Even the structure of the film plays around with convention. The movie kicks off in the middle of an action scene and cuts back and forth between the ongoing super shenanigans and the origins of Wade Wilson (Ryan Reynolds) and the love of his life, Vanessa (Morena Baccarin). It’s a nice bit of pacing that feels fresh considering the strictly linear nature of so many mainstream superhero flicks.

And that is a lot of the appeal that Deadpool has to bring to the table: it doesn’t taste like all the other ice cream in the shop. This has everything to do with Ryan Reynolds’ portrayal and sense of humor; you can tell Reynolds is utterly invested in this. He really makes Wade Wilson the most lovable of insane assholes.
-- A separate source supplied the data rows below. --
//! Run command implementation.

use super::{build_provider, require_secret};
use crate::cli::{RunArgs, SinkKind};
use crate::config::{Config, OutputFormat};
use crate::error::{CliError, Result};
use crate::output::Formatter;
use foundry_domain::ArticleInput;
use foundry_extractor::{clean_text, ArticleOutcome, ArticleRunner, Extractor};
use foundry_feeds::{collect_articles, RssFeedSource};
use foundry_store::{NotionSink, SqliteStore};
use serde::Deserialize;
use std::fs;
use std::path::Path;
use tracing::info;

/// Execute the run command.
///
/// Articles come from `--articles` when given, otherwise from the `[feeds]`
/// list.
pub async fn execute_run(args: RunArgs, config: &Config, formatter: &Formatter) -> Result<()> {
    // Secrets first, so a misconfigured run fails before any work
    let provider = build_provider(config, &args.secrets)?;
    let notion = match args.sink {
        SinkKind::Notion => Some((
            require_secret(args.notion_token.as_deref(), "NOTION_TOKEN")?,
            require_secret(args.notion_database_id.as_deref(), "NOTION_DATABASE_ID")?,
        )),
        SinkKind::Sqlite => None,
    };

    let articles = match args.articles.as_deref() {
        Some(path) => read_article_file(path)?,
        None => read_feeds(config, formatter).await?,
    };

    let extractor = Extractor::new(provider, config.extractor.clone())?;
    let mut runner = ArticleRunner::new(extractor, config.runner.clone());

    let quiet = formatter.format() == OutputFormat::Quiet;
    let report = |article: &ArticleInput, outcome: &ArticleOutcome| {
        if !quiet {
            eprintln!("{}", formatter.outcome_line(article, outcome));
        }
    };

    let summary = match notion {
        Some((token, database_id)) => {
            let mut sink = NotionSink::new(token, database_id)?;
            runner.run(articles, &mut sink, report).await
        }
        None => {
            let path = config.db_path(args.db)?;
            if let Some(parent) = path.parent().filter(|p| !p.as_os_str().is_empty()) {
                fs::create_dir_all(parent)?;
            }
            let mut store = SqliteStore::new(&path)?;
            runner.run(articles, &mut store, report).await
        }
    };

    println!("{}", formatter.format_summary(&summary)?);
    Ok(())
}

fn read_article_file(path: &Path) -> Result<Vec<ArticleInput>> {
    let raw = fs::read_to_string(path)?;
    let articles = parse_articles(&raw)?;
    info!(count = articles.len(), path = %path.display(), "Loaded articles");
    Ok(articles)
}

/// Pull the configured feeds; unreadable feeds are reported and skipped.
async fn read_feeds(config: &Config, formatter: &Formatter) -> Result<Vec<ArticleInput>> {
    let sources = RssFeedSource::from_config(&config.feeds)?;
    let batch = collect_articles(&sources).await;
    if formatter.format() != OutputFormat::Quiet {
        for (feed, error) in &batch.failed {
            eprintln!("{}", formatter.warning(&format!("Skipped feed {}: {}", feed, error)));
        }
    }
    info!(
        count = batch.articles.len(),
        feeds = sources.len(),
        failed = batch.failed.len(),
        "Loaded articles from feeds"
    );
    Ok(batch.articles)
}

/// One entry of the articles file, as a feed reader would emit it.
#[derive(Debug, Deserialize)]
struct ArticleRecord {
    title: String,
    #[serde(alias = "link")]
    url: String,
    #[serde(default)]
    text: Option<String>,
    #[serde(default)]
    summary: Option<String>,
    #[serde(default)]
    content: Option<String>,
    #[serde(default, alias = "published_at")]
    published: Option<String>,
}

impl ArticleRecord {
    fn into_article(self) -> ArticleInput {
        // Feeds without a full body carry summary and content separately
        let body = match self.text {
            Some(text) => text,
            None => [self.summary, self.content]
                .into_iter()
                .flatten()
                .collect::<Vec<_>>()
                .join("\n\n"),
        };
        let article = ArticleInput::new(clean_text(&body), self.title.trim(), self.url.trim());
        match self.published {
            Some(published) => article.with_published_str(&published),
            None => article,
        }
    }
}

fn parse_articles(json: &str) -> Result<Vec<ArticleInput>> {
    let records: Vec<ArticleRecord> = serde_json::from_str(json)?;
    if records.is_empty() {
        return Err(CliError::InvalidInput("No articles provided".to_string()));
    }
    Ok(records.into_iter().map(ArticleRecord::into_article).collect())
}

#[cfg(test)]
mod tests {
    use super::*;

    #[test]
    fn test_parse_articles_with_full_text() {
        let articles = parse_articles(
            r#"[{
                "title": " Acme deploys vision QA ",
                "url": "https://example.com/a",
                "text": "<p>Acme uses <b>computer vision</b> &amp; robots.</p>",
                "published": "2024-05-02T08:30:00Z"
            }]"#,
        )
        .unwrap();

        assert_eq!(articles.len(), 1);
        assert_eq!(articles[0].title, "Acme deploys vision QA");
        assert_eq!(articles[0].text, "Acme uses computer vision & robots.");
        assert_eq!(articles[0].date().to_string(), "2024-05-02");
    }

    #[test]
    fn test_summary_and_content_are_joined() {
        let articles = parse_articles(
            r#"[{
                "title": "T",
                "link": "https://example.com/b",
                "summary": "Short summary.",
                "content": "Longer body."
            }]"#,
        )
        .unwrap();

        assert_eq!(articles[0].url, "https://example.com/b");
        assert!(articles[0].text.starts_with("Short summary."));
        assert!(articles[0].text.ends_with("Longer body."));
    }

    #[test]
    fn test_empty_batch_rejected() {
        assert!(matches!(parse_articles("[]"), Err(CliError::InvalidInput(_))));
    }

    #[test]
    fn test_malformed_batch_rejected() {
        assert!(matches!(parse_articles("{\"title\": 1}"), Err(CliError::Serialization(_))));
    }
}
It’s also nice that he gets to show snippets of his darker side (PSA: go watch The Voices) even through all of the low-brow and meta humor.

I will say that Deadpool does have an overall sense of “trying too hard” when it comes to being funny. The film is overflowing with jokes, gags, and inside humor. A lot of it went completely over the head of my audience (including the opening credits bit, which proves that no one reads credits), but it’s more hits than misses.
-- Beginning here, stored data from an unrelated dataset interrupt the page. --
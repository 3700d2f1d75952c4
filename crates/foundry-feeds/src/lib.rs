//! Foundry Feed Ingestion
//!
//! Pulls news articles from RSS and Atom feeds and turns each entry into an
//! [`ArticleInput`](foundry_domain::ArticleInput) with a normalized body.
//!
//! # Architecture
//!
//! - [`PullFeed`]: one source of articles
//! - [`RssFeedSource`]: a feed URL fetched over HTTP, first N entries kept
//! - [`collect_articles`]: pulls every source in order; a failing feed is
//!   logged and skipped so the others still run
//!
//! # Examples
//!
//! ```no_run
//! use foundry_feeds::{collect_articles, FeedConfig, RssFeedSource};
//!
//! # async fn example() -> Result<(), foundry_feeds::FeedError> {
//! let sources = RssFeedSource::from_config(&FeedConfig::default())?;
//! let batch = collect_articles(&sources).await;
//! println!("{} articles, {} feeds failed", batch.articles.len(), batch.failed.len());
//! # Ok(())
//! # }
//! ```

#![warn(missing_docs)]

mod config;
mod source;

pub use config::{FeedConfig, DEFAULT_FEEDS};
pub use source::{collect_articles, parse_feed, FeedBatch, PullFeed, RssFeedSource, UNTITLED};

use thiserror::Error;

/// Errors that can occur while pulling one feed
#[derive(Error, Debug)]
pub enum FeedError {
    /// Network error
    #[error("HTTP error: {0}")]
    Http(#[from] reqwest::Error),

    /// The feed server answered with a non-success status
    #[error("Feed {url} returned {status}")]
    Status {
        /// Feed URL
        url: String,
        /// HTTP status code
        status: u16,
    },

    /// The body is not a readable RSS, Atom or JSON feed
    #[error("Parse error: {0}")]
    Parse(#[from] feed_rs::parser::ParseFeedError),

    /// Invalid feed configuration
    #[error("Configuration error: {0}")]
    Config(String),
}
The big miss here is in the villains. As far as motivations go, they are so boilerplate that I didn’t mind getting up to go to the bathroom during their torture montage because I knew I wouldn’t miss anything. Even though this is a Fox production, they seem to be taking a page from Marvel Studios’ book when it comes to lame baddies. There’s only one good thing to come out of the villains and that’s Deadpool’s constant use of main antagonist Ajax’s (Ed Skrein) real name. Other than that, the baddies — especially Gina Carano’s Angel Dust — are mostly filler.

I’m also a little torn when it comes to Vanessa. There’s not quite the refutation of the “damsel in distress” trope that I was expecting, and she’s written to be such a perfect nerd ideal that it comes off as too easy. Baccarin makes it all work though — it helps when you’re talented and gorgeous — but it would have been really nice to see her be the one who saved the day at the end, pulling the rug out from under Deadpool in his own movie.
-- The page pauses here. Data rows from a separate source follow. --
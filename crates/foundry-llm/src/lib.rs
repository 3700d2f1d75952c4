//! Foundry LLM Provider Layer
//!
//! Sends single prompts to remote chat-completion models and hands back the
//! raw reply text, or a typed failure.
//!
//! # Architecture
//!
//! Every provider implements [`LlmProvider`]. A call never returns `Err`:
//! the outcome lives inside [`ModelReply`] together with the model, the
//! endpoint and the number of attempts it took, because a failed call is a
//! normal "no candidate" outcome for the caller.
//!
//! # Providers
//!
//! - `MockProvider`: Scripted replies for testing, no network
//! - `ChatCompletionsProvider`: OpenAI/OpenRouter-style chat completions with
//!   retry, backoff on rate limiting and failover across endpoints
//!
//! # Examples
//!
//! ```
//! use foundry_llm::{LlmProvider, MockProvider, ModelRequest};
//!
//! # tokio::runtime::Runtime::new().unwrap().block_on(async {
//! let provider = MockProvider::new("Title: Hello");
//! let reply = provider.complete(&ModelRequest::new("any-model", "prompt", 100)).await;
//! assert_eq!(reply.text(), Some("Title: Hello"));
//! # });
//! ```

#![warn(missing_docs)]

pub mod chat;
pub mod config;
pub mod retry;
pub mod transport;

use async_trait::async_trait;
use serde::{Deserialize, Serialize};
use std::collections::{HashMap, VecDeque};
use std::sync::{Arc, Mutex, MutexGuard, PoisonError};
use thiserror::Error;

pub use chat::ChatCompletionsProvider;
pub use config::LlmConfig;
pub use retry::RetryPolicy;
pub use transport::{IpFamily, PinnedAddress, TransportConfig};

/// Errors that can occur during a model call
#[derive(Error, Debug, Clone, PartialEq)]
pub enum LlmError {
    /// DNS, connect, TLS or timeout failure
    #[error("Transport error: {0}")]
    Transport(String),

    /// Endpoint answered 429
    #[error("Rate limit exceeded")]
    RateLimited,

    /// Endpoint answered with another non-2xx status
    #[error("HTTP {status}: {body}")]
    HttpStatus {
        /// Status code
        status: u16,
        /// Truncated response body
        body: String,
    },

    /// 2xx response without the expected `choices[0].message.content`
    #[error("Malformed response envelope: {0}")]
    MalformedEnvelope(String),

    /// Provider could not be built or has nothing to call
    #[error("Configuration error: {0}")]
    Config(String),

    /// Generic error
    #[error("LLM error: {0}")]
    Other(String),
}

/// Coarse classification of a failed call, for logging
#[derive(Debug, Clone, Copy, PartialEq, Eq, Hash)]
pub enum FailureKind {
    /// Network-level failure
    Transport,
    /// Rate limiting
    RateLimited,
    /// Non-2xx response
    HttpStatus,
    /// Unexpected 2xx body
    MalformedEnvelope,
    /// Misconfiguration or anything else
    Other,
}

impl LlmError {
    /// Classify this error
    pub fn kind(&self) -> FailureKind {
        match self {
            LlmError::Transport(_) => FailureKind::Transport,
            LlmError::RateLimited => FailureKind::RateLimited,
            LlmError::HttpStatus { .. } => FailureKind::HttpStatus,
            LlmError::MalformedEnvelope(_) => FailureKind::MalformedEnvelope,
            LlmError::Config(_) | LlmError::Other(_) => FailureKind::Other,
        }
    }
}

/// One prompt for one model
#[derive(Debug, Clone, PartialEq, Serialize, Deserialize)]
pub struct ModelRequest {
    /// Model identifier, e.g. `google/gemma-9b:free`
    pub model: String,

    /// Prompt sent as the single user message
    pub prompt: String,

    /// Completion token budget
    pub max_tokens: u32,

    /// Sampling temperature, provider default when `None`
    #[serde(default, skip_serializing_if = "Option::is_none")]
    pub temperature: Option<f32>,
}

impl ModelRequest {
    /// Create a request without an explicit temperature
    pub fn new(model: impl Into<String>, prompt: impl Into<String>, max_tokens: u32) -> Self {
        Self {
            model: model.into(),
            prompt: prompt.into(),
            max_tokens,
            temperature: None,
        }
    }

    /// Set the sampling temperature
    pub fn with_temperature(mut self, temperature: Option<f32>) -> Self {
        self.temperature = temperature;
        self
    }
}

/// Outcome of one provider invocation
#[derive(Debug, Clone, PartialEq)]
pub struct ModelReply {
    /// Model that was asked
    pub model: String,

    /// Endpoint that produced the outcome (last one tried on failure)
    pub endpoint: Option<String>,

    /// Total attempts across all endpoints
    pub attempts: u32,

    /// Raw assistant text, or the final failure
    pub outcome: Result<String, LlmError>,
}

impl ModelReply {
    /// Successful reply
    pub fn success(
        model: impl Into<String>,
        endpoint: Option<String>,
        attempts: u32,
        text: impl Into<String>,
    ) -> Self {
        Self {
            model: model.into(),
            endpoint,
            attempts,
            outcome: Ok(text.into()),
        }
    }

    /// Failed reply
    pub fn failure(
        model: impl Into<String>,
        endpoint: Option<String>,
        attempts: u32,
        error: LlmError,
    ) -> Self {
        Self {
            model: model.into(),
            endpoint,
            attempts,
            outcome: Err(error),
        }
    }

    /// Raw text on success
    pub fn text(&self) -> Option<&str> {
        self.outcome.as_deref().ok()
    }

    /// Failure on error
    pub fn error(&self) -> Option<&LlmError> {
        self.outcome.as_ref().err()
    }
}

/// A remote (or scripted) completion model
#[async_trait]
pub trait LlmProvider: Send + Sync {
    /// Send one prompt and wait for the reply
    async fn complete(&self, request: &ModelRequest) -> ModelReply;
}

#[async_trait]
impl<P: LlmProvider + ?Sized> LlmProvider for Arc<P> {
    async fn complete(&self, request: &ModelRequest) -> ModelReply {
        (**self).complete(request).await
    }
}

/// Mock LLM provider for deterministic testing
///
/// Replies are looked up per model: first from a queue of scripted outcomes,
/// then from a per-model default, then from the global default. Every call
/// is recorded so tests can assert on what was asked.
///
/// # Examples
///
/// ```
/// use foundry_llm::{LlmError, LlmProvider, MockProvider, ModelRequest};
///
/// # tokio::runtime::Runtime::new().unwrap().block_on(async {
/// let provider = MockProvider::failing(LlmError::RateLimited);
/// provider.push_reply("primary", "first");
///
/// let first = provider.complete(&ModelRequest::new("primary", "p", 10)).await;
/// let second = provider.complete(&ModelRequest::new("primary", "p", 10)).await;
/// assert_eq!(first.text(), Some("first"));
/// assert_eq!(second.error(), Some(&LlmError::RateLimited));
/// assert_eq!(provider.call_count(), 2);
/// # });
/// ```
#[derive(Debug, Clone)]
pub struct MockProvider {
    state: Arc<Mutex<MockState>>,
}

#[derive(Debug)]
struct MockState {
    default_outcome: Result<String, LlmError>,
    model_defaults: HashMap<String, Result<String, LlmError>>,
    scripted: HashMap<String, VecDeque<Result<String, LlmError>>>,
    calls: Vec<ModelRequest>,
}

impl MockProvider {
    /// Create a MockProvider with a fixed response for all prompts
    pub fn new(response: impl Into<String>) -> Self {
        Self::with_default(Ok(response.into()))
    }

    /// Create a MockProvider that fails every unscripted call
    pub fn failing(error: LlmError) -> Self {
        Self::with_default(Err(error))
    }

    fn with_default(default_outcome: Result<String, LlmError>) -> Self {
        Self {
            state: Arc::new(Mutex::new(MockState {
                default_outcome,
                model_defaults: HashMap::new(),
                scripted: HashMap::new(),
                calls: Vec::new(),
            })),
        }
    }

    /// Queue a reply for the next call to `model`
    pub fn push_reply(&self, model: impl Into<String>, response: impl Into<String>) {
        self.push_outcome(model, Ok(response.into()));
    }

    /// Queue a failure for the next call to `model`
    pub fn push_failure(&self, model: impl Into<String>, error: LlmError) {
        self.push_outcome(model, Err(error));
    }

    fn push_outcome(&self, model: impl Into<String>, outcome: Result<String, LlmError>) {
        self.lock()
            .scripted
            .entry(model.into())
            .or_default()
            .push_back(outcome);
    }

    /// Answer every unscripted call to `model` with `response`
    pub fn set_model_reply(&self, model: impl Into<String>, response: impl Into<String>) {
        self.lock()
            .model_defaults
            .insert(model.into(), Ok(response.into()));
    }

    /// Number of calls made so far
    pub fn call_count(&self) -> usize {
        self.lock().calls.len()
    }

    /// Number of calls made to `model`
    pub fn calls_for(&self, model: &str) -> usize {
        self.lock().calls.iter().filter(|r| r.model == model).count()
    }

    /// Every request received, in order
    pub fn requests(&self) -> Vec<ModelRequest> {
        self.lock().calls.clone()
    }

    /// Forget recorded calls
    pub fn reset_call_count(&self) {
        self.lock().calls.clear();
    }

    fn lock(&self) -> MutexGuard<'_, MockState> {
        self.state.lock().unwrap_or_else(PoisonError::into_inner)
    }
}

impl Default for MockProvider {
    fn default() -> Self {
        Self::new("Default mock response")
    }
}

#[async_trait]
impl LlmProvider for MockProvider {
    async fn complete(&self, request: &ModelRequest) -> ModelReply {
        let mut state = self.lock();
        state.calls.push(request.clone());

        let scripted = state
            .scripted
            .get_mut(&request.model)
            .and_then(VecDeque::pop_front);
        let outcome = match scripted {
            Some(outcome) => outcome,
            None => state
                .model_defaults
                .get(&request.model)
                .unwrap_or(&state.default_outcome)
                .clone(),
        };

        ModelReply {
            model: request.model.clone(),
            endpoint: Some("mock".to_string()),
            attempts: 1,
            outcome,
        }
    }
}

#[cfg(test)]
mod tests {
    use super::*;

    fn request(model: &str) -> ModelRequest {
        ModelRequest::new(model, "prompt", 100)
    }

    #[tokio::test]
    async fn test_mock_provider_default() {
        let provider = MockProvider::new("Test response");
        let reply = provider.complete(&request("m")).await;
        assert_eq!(reply.text(), Some("Test response"));
        assert_eq!(reply.attempts, 1);
    }

    #[tokio::test]
    async fn test_mock_provider_scripted_then_default() {
        let provider = MockProvider::default();
        provider.push_reply("a", "first");
        provider.push_failure("a", LlmError::RateLimited);

        assert_eq!(provider.complete(&request("a")).await.text(), Some("first"));
        assert_eq!(
            provider.complete(&request("a")).await.error(),
            Some(&LlmError::RateLimited)
        );
        assert_eq!(
            provider.complete(&request("a")).await.text(),
            Some("Default mock response")
        );
    }

    #[tokio::test]
    async fn test_mock_provider_model_defaults() {
        let provider = MockProvider::failing(LlmError::Other("down".into()));
        provider.set_model_reply("fallback", "ok");

        assert!(provider.complete(&request("primary")).await.error().is_some());
        assert_eq!(provider.complete(&request("fallback")).await.text(), Some("ok"));
        assert_eq!(provider.calls_for("primary"), 1);
        assert_eq!(provider.calls_for("fallback"), 1);
    }

    #[tokio::test]
    async fn test_mock_provider_clone_shares_state() {
        let provider1 = MockProvider::new("test");
        let provider2 = provider1.clone();

        provider1.complete(&request("m")).await;

        assert_eq!(provider1.call_count(), 1);
        assert_eq!(provider2.call_count(), 1);

        provider2.reset_call_count();
        assert_eq!(provider1.call_count(), 0);
    }

    #[tokio::test]
    async fn test_arc_provider_delegates() {
        let provider: Arc<dyn LlmProvider> = Arc::new(MockProvider::new("shared"));
        assert_eq!(provider.complete(&request("m")).await.text(), Some("shared"));
    }

    #[test]
    fn test_failure_kinds() {
        assert_eq!(LlmError::RateLimited.kind(), FailureKind::RateLimited);
        let status = LlmError::HttpStatus {
            status: 500,
            body: String::new(),
        };
        assert_eq!(status.kind(), FailureKind::HttpStatus);
        assert_eq!(
            LlmError::MalformedEnvelope("x".into()).kind(),
            FailureKind::MalformedEnvelope
        );
        assert_eq!(LlmError::Transport("dns".into()).kind(), FailureKind::Transport);
    }

    #[test]
    fn test_request_temperature_skipped_when_unset() {
        let json = serde_json::to_value(ModelRequest::new("m", "p", 5)).unwrap();
        assert!(json.get("temperature").is_none());
    }
}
Still, there’s a lot to like about Deadpool There’s way too many laughs and fun pop culture references to count (let’s get to quoting them in the comments. My current favorite is Deadpool labeling Brianna Hildebrand’s Negasonic Teenage Warhead as Ripley from Alien 3) and there’s genuine passion behind the people involved that does radiate off the screen. I do hope it opens the door to even more R-rated superhero fare, and Deadpool is certainly a strong foundation for that to build on. It’s certainly going to be grating for some (one guy at my screening adamantly called it “the worst superhero movie”), but it’s a light enough movie not worth getting worked up about.